Abstract —Recent studies have shown that a polymorphism (C825T) in the gene encoding the G protein β3 subunit ( GNB3) is associated with hypertension and obesity. We characterized the entire GNB3 gene, which spans 7.5 kb and is composed of 11 exons and 10 introns. Its promoter lacks a TATA box but harbors GC-rich regions. The functional activity of the GNB3 promoter was verified with reporter gene assays that also demonstrated its inducibility by phorbol esters. A novel polymorphism in the promoter region A(−350)G occurred with frequencies (G allele) of 76%, 97%, and 61% in Africans, Chinese, and Germans, respectively. Reporter gene constructs with either the A or the G allele did not differ with regard to inducement of the reporter protein.
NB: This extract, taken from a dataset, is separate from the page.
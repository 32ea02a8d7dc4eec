//! Infrastructure services

mod model_service;

pub use model_service::{ModelService, ModelServiceConfig};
A silent nucleotide exchange in the coding region (A657T) occurred with T allele frequencies ranging from 0.5% to 2.4%. Another polymorphism (G814A) results in the replacement of glycine by serine at position 272. In Germans, the A allele occurred at a frequency of 10%. Finally, a C1429T polymorphism in the 3′ untranslated region of GNB3 was identified that occurred at T allele frequencies of 38%, 17%, and 30% in Africans, Chinese, and Germans, respectively. Haplotype prediction indicated in Germans an almost complete association of GNB3 825T with 1429T, and vice versa. An analysis of these polymorphic loci in nonhuman primates revealed that the ancestral GNB3 gene harbored the (−350)G, 825C, and 1429C alleles. This is the first complete characterization of the human GNB3 gene and its promoter region, which will enable refined epidemiological and biochemical investigations of GNB3 in hypertension and obesity.